A watchdog will soon publish a report about its investigation into whether West Yorkshire Police officers did all they could to prevent Hamzah Khan being starved to death by his alcoholic mother.
The Independent Police Complaints Commission started a detailed probe in January into how the force handled concerns raised about the neglect of four-year-old Hamzah and five of his siblings.
Hamzah’s mummified body was found in a cot at his home in Heaton, Bradford, in September 2011, almost two years after he died from starvation in December 2009.
Last October his mother, Amanda Hutton, was found guilty of his manslaughter by gross neglect by a Bradford Crown Court jury and jailed for 15 years.
Among the issues which have been investigated by the IPCC is why West Yorkshire Police did not refer details of the case to it after Hamzah’s death was discovered in 2011.
Instead, it was the IPCC which got in touch with the force after reading media reports of people contacting the police over concerns for the boy and his siblings.

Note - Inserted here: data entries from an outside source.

//! Scheduler configuration
//!
//! Defines all configurable parameters of the scheduler: where sites and
//! crawled data live, batch pacing, polling and the daily trigger plan.

use harvest_core::domain::schedule::TimeOfDay;
use std::net::SocketAddr;
use std::path::PathBuf;
use std::str::FromStr;
use std::time::Duration;

use crate::service::DispatchSettings;

/// Scheduler configuration
///
/// Delays and limits are configurable so load tests can tune batch pacing.
#[derive(Debug, Clone)]
pub struct Config {
    /// Site file (YAML mapping of site id to site configuration)
    pub sites_path: PathBuf,

    /// Root directory of the JSON-lines file sink
    pub output_dir: PathBuf,

    /// Connection URL of the database sink, disabled when unset
    pub database_url: Option<String>,

    /// Directory of the log file, stdout only when unset
    pub log_dir: Option<PathBuf>,

    /// Page limit for sites without their own `max_pages`
    pub max_pages: u32,

    /// Run the whole batch once before entering the polling loop
    pub run_on_start: bool,

    /// Pause between two launches of a batch
    pub launch_delay: Duration,

    /// How often the recurrence rules are evaluated
    pub poll_interval: Duration,

    /// Max handlers executing at the same time
    pub max_concurrent_jobs: usize,

    /// Hour of the first per-site trigger; site `i` fires at `base + i`
    pub site_base_hour: u32,

    /// Daily trigger of the whole batch
    pub batch_time: TimeOfDay,

    /// HTTP timeout of page fetches
    pub request_timeout: Duration,

    /// Bind address of the status API, disabled when unset
    pub status_addr: Option<SocketAddr>,
}

impl Config {
    /// Creates a new configuration with defaults
    pub fn new(sites_path: PathBuf, output_dir: PathBuf) -> Self {
        Self {
            sites_path,
            output_dir,
            database_url: None,
            log_dir: None,
            max_pages: 3,
            run_on_start: true,
            launch_delay: Duration::from_secs(5),
            poll_interval: Duration::from_secs(1),
            max_concurrent_jobs: 4,
            site_base_hour: 8,
            batch_time: TimeOfDay { hour: 2, minute: 0 },
            request_timeout: Duration::from_secs(30),
            status_addr: None,
        }
    }

    /// Creates configuration from environment variables
    ///
    /// Every variable is optional, but a malformed value is an error:
    /// - HARVEST_SITES (default: config/sites.yml)
    /// - HARVEST_OUTPUT_DIR (default: data)
    /// - HARVEST_DATABASE_URL (e.g. postgres://..., default: no database sink)
    /// - HARVEST_LOG_DIR (default: stdout only)
    /// - HARVEST_MAX_PAGES (default: 3)
    /// - HARVEST_RUN_ON_START (default: true)
    /// - HARVEST_LAUNCH_DELAY (seconds, default: 5)
    /// - HARVEST_POLL_INTERVAL (seconds, default: 1)
    /// - HARVEST_MAX_CONCURRENT_JOBS (default: 4)
    /// - HARVEST_SITE_BASE_HOUR (default: 8)
    /// - HARVEST_BATCH_TIME (HH:MM, default: 02:00)
    /// - HARVEST_REQUEST_TIMEOUT (seconds, default: 30)
    /// - HARVEST_STATUS_ADDR (e.g. 127.0.0.1:8090, default: disabled)
    pub fn from_env() -> anyhow::Result<Self> {
        Self::from_lookup(|key| std::env::var(key).ok())
    }

    /// Builds configuration from a variable lookup, falling back to defaults
    /// for unset or blank variables
    fn from_lookup(lookup: impl Fn(&str) -> Option<String>) -> anyhow::Result<Self> {
        let var = |key: &str| lookup(key).map(|s| s.trim().to_string()).filter(|s| !s.is_empty());
        let defaults = Self::default();

        let run_on_start = match var("HARVEST_RUN_ON_START") {
            Some(s) => parse_bool(&s)
                .ok_or_else(|| anyhow::anyhow!("HARVEST_RUN_ON_START: invalid boolean '{}'", s))?,
            None => defaults.run_on_start,
        };

        Ok(Self {
            sites_path: var("HARVEST_SITES")
                .map(PathBuf::from)
                .unwrap_or(defaults.sites_path),
            output_dir: var("HARVEST_OUTPUT_DIR")
                .map(PathBuf::from)
                .unwrap_or(defaults.output_dir),
            database_url: var("HARVEST_DATABASE_URL"),
            log_dir: var("HARVEST_LOG_DIR").map(PathBuf::from),
            max_pages: parse_var(&var, "HARVEST_MAX_PAGES")?.unwrap_or(defaults.max_pages),
            run_on_start,
            launch_delay: parse_var(&var, "HARVEST_LAUNCH_DELAY")?
                .map(Duration::from_secs)
                .unwrap_or(defaults.launch_delay),
            poll_interval: parse_var(&var, "HARVEST_POLL_INTERVAL")?
                .map(Duration::from_secs)
                .unwrap_or(defaults.poll_interval),
            max_concurrent_jobs: parse_var(&var, "HARVEST_MAX_CONCURRENT_JOBS")?
                .unwrap_or(defaults.max_concurrent_jobs),
            site_base_hour: parse_var(&var, "HARVEST_SITE_BASE_HOUR")?
                .unwrap_or(defaults.site_base_hour),
            batch_time: parse_var(&var, "HARVEST_BATCH_TIME")?.unwrap_or(defaults.batch_time),
            request_timeout: parse_var(&var, "HARVEST_REQUEST_TIMEOUT")?
                .map(Duration::from_secs)
                .unwrap_or(defaults.request_timeout),
            status_addr: parse_var(&var, "HARVEST_STATUS_ADDR")?,
        })
    }

    /// Validates the configuration
    pub fn validate(&self) -> anyhow::Result<()> {
        if self.sites_path.as_os_str().is_empty() {
            anyhow::bail!("sites_path cannot be empty");
        }

        if self.output_dir.as_os_str().is_empty() {
            anyhow::bail!("output_dir cannot be empty");
        }

        if self.poll_interval.is_zero() {
            anyhow::bail!("poll_interval must be greater than 0");
        }

        if self.max_concurrent_jobs == 0 {
            anyhow::bail!("max_concurrent_jobs must be greater than 0");
        }

        if self.site_base_hour > 23 {
            anyhow::bail!("site_base_hour must be between 0 and 23");
        }

        if self.request_timeout.is_zero() {
            anyhow::bail!("request_timeout must be greater than 0");
        }

        Ok(())
    }

    /// Settings handed to the dispatcher
    pub fn dispatch_settings(&self) -> DispatchSettings {
        DispatchSettings {
            default_page_limit: self.max_pages,
            launch_delay: self.launch_delay,
            max_concurrent_jobs: self.max_concurrent_jobs,
        }
    }
}

impl Default for Config {
    fn default() -> Self {
        Self::new(PathBuf::from("config/sites.yml"), PathBuf::from("data"))
    }
}

/// Parses an optional variable, rejecting malformed values
fn parse_var<T>(var: impl Fn(&str) -> Option<String>, key: &str) -> anyhow::Result<Option<T>>
where
    T: FromStr,
    T::Err: std::fmt::Display,
{
    var(key)
        .map(|s| {
            s.parse::<T>()
                .map_err(|e| anyhow::anyhow!("{}: invalid value '{}': {}", key, s, e))
        })
        .transpose()
}

fn parse_bool(value: &str) -> Option<bool> {
    match value.trim().to_ascii_lowercase().as_str() {
        "1" | "true" | "yes" | "on" => Some(true),
        "0" | "false" | "no" | "off" => Some(false),
        _ => None,
    }
}

#[cfg(test)]
mod tests {
    use super::*;
    use std::collections::HashMap;

    #[test]
    fn test_default_config() {
        let config = Config::default();
        assert_eq!(config.max_pages, 3);
        assert!(config.run_on_start);
        assert_eq!(config.launch_delay, Duration::from_secs(5));
        assert_eq!(config.poll_interval, Duration::from_secs(1));
        assert_eq!(config.batch_time.to_string(), "02:00");
        assert_eq!(config.site_base_hour, 8);
        assert!(config.status_addr.is_none());
        assert!(config.validate().is_ok());
    }

    #[test]
    fn test_config_validation() {
        let mut config = Config::default();

        config.poll_interval = Duration::ZERO;
        assert!(config.validate().is_err());
        config.poll_interval = Duration::from_secs(1);

        config.max_concurrent_jobs = 0;
        assert!(config.validate().is_err());
        config.max_concurrent_jobs = 1;

        config.site_base_hour = 24;
        assert!(config.validate().is_err());
        config.site_base_hour = 23;

        // A zero launch delay is allowed: it disables staggering
        config.launch_delay = Duration::ZERO;
        assert!(config.validate().is_ok());
    }

    #[test]
    fn test_dispatch_settings() {
        let mut config = Config::default();
        config.max_pages = 10;
        config.max_concurrent_jobs = 2;

        let settings = config.dispatch_settings();
        assert_eq!(settings.default_page_limit, 10);
        assert_eq!(settings.max_concurrent_jobs, 2);
        assert_eq!(settings.launch_delay, Duration::from_secs(5));
    }

    fn lookup(vars: &[(&str, &str)]) -> impl Fn(&str) -> Option<String> {
        let vars: HashMap<String, String> = vars
            .iter()
            .map(|(k, v)| (k.to_string(), v.to_string()))
            .collect();
        move |key| vars.get(key).cloned()
    }

    #[test]
    fn test_from_lookup_reads_every_variable() {
        let config = Config::from_lookup(lookup(&[
            ("HARVEST_SITES", "/srv/custom-sites.yml"),
            ("HARVEST_DATABASE_URL", "sqlite::memory:"),
            ("HARVEST_MAX_CONCURRENT_JOBS", "9"),
            ("HARVEST_BATCH_TIME", "03:30"),
            ("HARVEST_RUN_ON_START", "no"),
            ("HARVEST_STATUS_ADDR", "127.0.0.1:8090"),
            ("HARVEST_LAUNCH_DELAY", " "),
        ]))
        .unwrap();

        assert_eq!(config.sites_path, PathBuf::from("/srv/custom-sites.yml"));
        assert_eq!(config.database_url.as_deref(), Some("sqlite::memory:"));
        assert_eq!(config.max_concurrent_jobs, 9);
        assert_eq!(config.batch_time.to_string(), "03:30");
        assert!(!config.run_on_start);
        assert_eq!(config.status_addr, Some("127.0.0.1:8090".parse().unwrap()));
        // Blank counts as unset
        assert_eq!(config.launch_delay, Duration::from_secs(5));
        assert!(config.log_dir.is_none());
    }

    #[test]
    fn test_malformed_variable_is_an_error() {
        let err = Config::from_lookup(lookup(&[
            ("HARVEST_SITES", "/srv/custom-sites.yml"),
            ("HARVEST_MAX_CONCURRENT_JOBS", "9"),
            ("HARVEST_BATCH_TIME", "25:00"),
        ]))
        .unwrap_err();
        assert!(err.to_string().contains("HARVEST_BATCH_TIME"));

        for (key, value) in [
            ("HARVEST_MAX_PAGES", "three"),
            ("HARVEST_POLL_INTERVAL", "-1"),
            ("HARVEST_RUN_ON_START", "maybe"),
            ("HARVEST_STATUS_ADDR", "localhost"),
        ] {
            let err = Config::from_lookup(lookup(&[(key, value)])).unwrap_err();
            assert!(err.to_string().contains(key), "{}", err);
        }
    }

    #[test]
    fn test_parse_bool() {
        assert_eq!(parse_bool("TRUE"), Some(true));
        assert_eq!(parse_bool("0"), Some(false));
        assert_eq!(parse_bool("maybe"), None);
    }
}
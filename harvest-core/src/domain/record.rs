//! Crawled record types

use chrono::{DateTime, Utc};
use serde::{Deserialize, Serialize};
use uuid::Uuid;

use super::site::SiteCategory;

/// One item extracted by a crawl handler and handed to the storage sinks
#[derive(Debug, Clone, PartialEq, Serialize, Deserialize)]
pub struct CrawlRecord {
    pub id: Uuid,
    pub site_id: String,
    pub category: Option<SiteCategory>,
    /// Page the item was extracted from
    pub url: String,
    pub title: Option<String>,
    pub content: String,
    pub fetched_at: DateTime<Utc>,
}

impl CrawlRecord {
    pub fn new(site_id: impl Into<String>, url: impl Into<String>, content: impl Into<String>) -> Self {
        Self {
            id: Uuid::new_v4(),
            site_id: site_id.into(),
            category: None,
            url: url.into(),
            title: None,
            content: content.into(),
            fetched_at: Utc::now(),
        }
    }

    pub fn with_title(mut self, title: impl Into<String>) -> Self {
        self.title = Some(title.into());
        self
    }

    pub fn with_category(mut self, category: Option<SiteCategory>) -> Self {
        self.category = category;
        self
    }
}
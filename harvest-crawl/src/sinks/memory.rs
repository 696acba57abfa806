//! In-memory sink
//!
//! Collects records in a vector. Used for dry runs and tests.

use async_trait::async_trait;
use harvest_core::domain::record::CrawlRecord;
use std::sync::{Mutex, PoisonError};

use crate::error::SinkError;
use crate::sink::StorageSink;

pub struct MemorySink {
    name: String,
    records: Mutex<Vec<CrawlRecord>>,
}

impl MemorySink {
    pub fn new(name: impl Into<String>) -> Self {
        Self {
            name: name.into(),
            records: Mutex::new(Vec::new()),
        }
    }

    /// Copy of every record written so far
    pub fn records(&self) -> Vec<CrawlRecord> {
        self.records
            .lock()
            .unwrap_or_else(PoisonError::into_inner)
            .clone()
    }
}

#[async_trait]
impl StorageSink for MemorySink {
    fn name(&self) -> &str {
        &self.name
    }

    async fn write(&self, record: &CrawlRecord) -> Result<(), SinkError> {
        self.records
            .lock()
            .unwrap_or_else(PoisonError::into_inner)
            .push(record.clone());
        Ok(())
    }
}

The investigation has also examined any contact the police had with the family between Hamzah’s birth and the discovery of his body.
A key part of that probe was the scrutiny of a police visit to Hutton’s house in April 2009, when an officer concluded that Hamzah “appeared to be well”.
Fewer than eight months later he had died of starvation and was subsequently found to be so malnourished throughout his life that he was found in a babygrow designed to fit a baby aged six to nine months.